All Is True
audience Reviews, 66% Audience Score
- Rating: 4.5 out of 5 starsSubtle, beautiful shots. Subtle, fine acting. Lovely integration of Shakespeare words into dialogue.
- Rating: 3 out of 5 starsI thought this was a reasonably good film - there's a good cast and Judi Dench gives a particularly decent performance but I did find Branagh's prosthetics quite distracting - it didn't quite look right, it was a bit overly embellished or some such. Ian McKellen looked more the part as the earl of Southampton, I thought. There are definitely some poignant moments but there are relatively dull moments too. Of course the story of Shakespeare's young son dying and him not being there to witness it, is a sad one - its nothing to trivialise at all, certainly. I believe this film was written by Ben Elton and I could see that it perhaps inspired him to go on to write the BBC TV sitcom 'Upstart Crow' - indeed, Shakespeare is called precisely that during the film. There is some nice scenery, so that's a plus as well but I did think the script could perhaps have been improved, as on ocassion it felt a little slow and without a real structure.
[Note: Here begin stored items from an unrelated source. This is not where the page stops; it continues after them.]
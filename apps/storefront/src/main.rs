//! # Yellow Bite Storefront Entry Point
//!
//! ```text
//! $ bite-storefront
//! Welcome to Yellow Bite! Type 'help' for commands.
//! /> register Jane Doe | jane@example.com | secret1 | secret1
//! ✓ Account Created!: Welcome to Yellow Bite! You can now start ordering.
//! -> /menu
//! /menu> add 1 2
//! ✓ Added to Cart: Margherita Pizza has been added to your cart.
//! ```
//!
//! The actual setup is in lib.rs so it can be tested.

#[tokio::main]
async fn main() {
    if let Err(e) = bite_storefront::run().await {
        eprintln!("bite-storefront: {}", e);
        std::process::exit(1);
    }
}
I reckon it's worth sticking with, as it becomes most poignant right towards the end but if your not keen on period dramas, or interested in Shakespeare, then its not really worth seeing. Also, I should point out that it is a fictionalised account of what happened during the final years of Shakespeare's life, after the famous Globe theatre was burnt to the ground. The irony of the film being called 'All Is True' has not passed me by(!). It does provide food for thought but I wouldn't say its one of my favourite films of this sort (costume/period dramas), no. If your a fan of Judi Dench, however, I would recommend it and if your interested in a pre-Upstart Crow Shakespeare film written by Ben Elton.
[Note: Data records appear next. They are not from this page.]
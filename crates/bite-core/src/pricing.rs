//! # Checkout Pricing
//!
//! Turns a cart subtotal into the totals shown on the cart and summary
//! pages.
//!
//! ```text
//! subtotal ──┬──► delivery fee  (free when subtotal > $25.00, else $2.99)
//!            ├──► tax           (8%, rounded to the cent)
//!            └──► total = subtotal + delivery fee + tax
//! ```

use chrono::{DateTime, Duration, Utc};
use serde::{Deserialize, Serialize};
use ts_rs::TS;

use crate::money::Money;
use crate::types::{CartEntry, TaxRate};
use crate::{DEFAULT_DELIVERY_FEE_CENTS, DELIVERY_TRANSIT_MINUTES, FREE_DELIVERY_OVER_CENTS};

/// Store-wide pricing knobs. Defaults match the live storefront.
#[derive(Debug, Clone, Copy, PartialEq, Eq, Serialize, Deserialize)]
#[serde(rename_all = "camelCase")]
pub struct PricingRules {
    pub tax_rate: TaxRate,
    pub delivery_fee: Money,
    /// Subtotals strictly above this ship free.
    pub free_delivery_over: Money,
    pub transit_minutes: i64,
}

impl Default for PricingRules {
    fn default() -> Self {
        PricingRules {
            tax_rate: TaxRate::default(),
            delivery_fee: Money::from_cents(DEFAULT_DELIVERY_FEE_CENTS),
            free_delivery_over: Money::from_cents(FREE_DELIVERY_OVER_CENTS),
            transit_minutes: DELIVERY_TRANSIT_MINUTES,
        }
    }
}

impl PricingRules {
    pub fn delivery_fee_for(&self, subtotal: Money) -> Money {
        if subtotal > self.free_delivery_over {
            Money::zero()
        } else {
            self.delivery_fee
        }
    }

    /// Delivery estimate: the slowest dish plus transit time.
    pub fn estimated_delivery(&self, entries: &[CartEntry], from: DateTime<Utc>) -> DateTime<Utc> {
        let prep = entries
            .iter()
            .map(|e| e.item.preparation_time as i64)
            .max()
            .unwrap_or(0);
        from + Duration::minutes(prep + self.transit_minutes)
    }
}

/// Money breakdown of an order.
#[derive(Debug, Clone, Copy, PartialEq, Eq, Serialize, Deserialize, TS)]
#[serde(rename_all = "camelCase")]
#[ts(export)]
pub struct OrderTotals {
    pub subtotal: Money,
    pub delivery_fee: Money,
    pub tax: Money,
    pub total: Money,
}

impl OrderTotals {
    pub fn from_subtotal(subtotal: Money, rules: &PricingRules) -> Self {
        let delivery_fee = rules.delivery_fee_for(subtotal);
        let tax = subtotal.calculate_tax(rules.tax_rate);

        OrderTotals {
            subtotal,
            delivery_fee,
            tax,
            total: subtotal + delivery_fee + tax,
        }
    }
}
- Rating: 3.5 out of 5 starsWe know so little about the life of the greatest writer of the English language, but that doesn't stop people from speculating and making him into someone who fits their own agenda. Kenneth Branagh has more right than most to do so - he is the era's finest Shakesperean interpreter and evangelist; there are none who do more or who are so good at making the great man's ancient words breathe with contemporary life. With that permission, Branagh's film (written by Ben Elton) takes the acknowledged fact of the death of Shakespeare's young son, and serves up a deft and moving portrayal of a man in the autumn of his life wrestling with grief, regret, and his legacy. Whilst I found the screenplay often too on the nose and episodic, there is much that is of significance here. The nighttime interiors (of which there are many) are beautifully lit, solely by candlelight. The effect of this is startling - Branagh's Shakespeare spends much of the times in the shadows and half-light, barely visible sometimes, even as he delivers impassioned speeches of grief-fuelled anger (or vice versa). This half-light is significant; it reflects what we know about the man himself, as well as being a reflection of what this version of Shakespeare knows about a key event in his own life. This key event is the subject of a significant plot turn, which also deftly mirrors some of the stranger conspiracy theories about the authorship of some of the works attributed to Shakespeare. There's also something significant being said here about how our grief-shaped memories tend toward the hagiography of the deceased, and how this can be unhealthy for those left behind. Branagh's and Dench's performances are, of course, good; especially good is Kathryn WIlder in the key role of Shakespeare's daughter. Fictional speculation this may be, but as befits a film about one. of the world's greatest geniuses, this a film with more going on than its status as a minor film would suggest.
- Rating: 4 out of 5 starsInteresting and well-done enough as would be expected from a production including Kenneth Branagh and Dame Judi Dench.
- Rating: 0.5 out of 5 starsPretentious rubbish from the title to the worthless conversation to any lover of Shakespeare a cringing experience without poetry or prose
- Rating: 3.5 out of 5 starsbit of a sad tale , for a Sunday afternoon perhaps ?
- Rating: 2 out of 5 starsI appreciate the acting and production design but this movie is boring.
- Rating: 4 out of 5 starsKenneth, unrecognizable in Shakespeare, tells us a story based on real events from the available documents. It is a reply of the film which doubts that Shakespeare is the true author of the plays. Kenneth tells here an innocuous story at the start that becomes as dramatic as a play by William.
- Rating: 3.5 out of 5 starsThis was a telling tale about many influences on Shakespeares life and dramatic works that it's worthy of note. Performances, settings and staging are excellent. Script in the human interplay is slightly meh (sorry Ben) although the historic scenes are definitive. The scene with Branagh and McKellen is worth it alone...
- Rating: 4.5 out of 5 starsAn excellent production all round. Wonderful acting and a very fascinating premise--a look at Shakespeare's home life and personal relationships that may have been a part imaginative, but did match the few facts that we have of Shakespeare's life. The only thing that I didn't like was Branagh's prosthetic nose, which looked like it should have been used for Cyrano.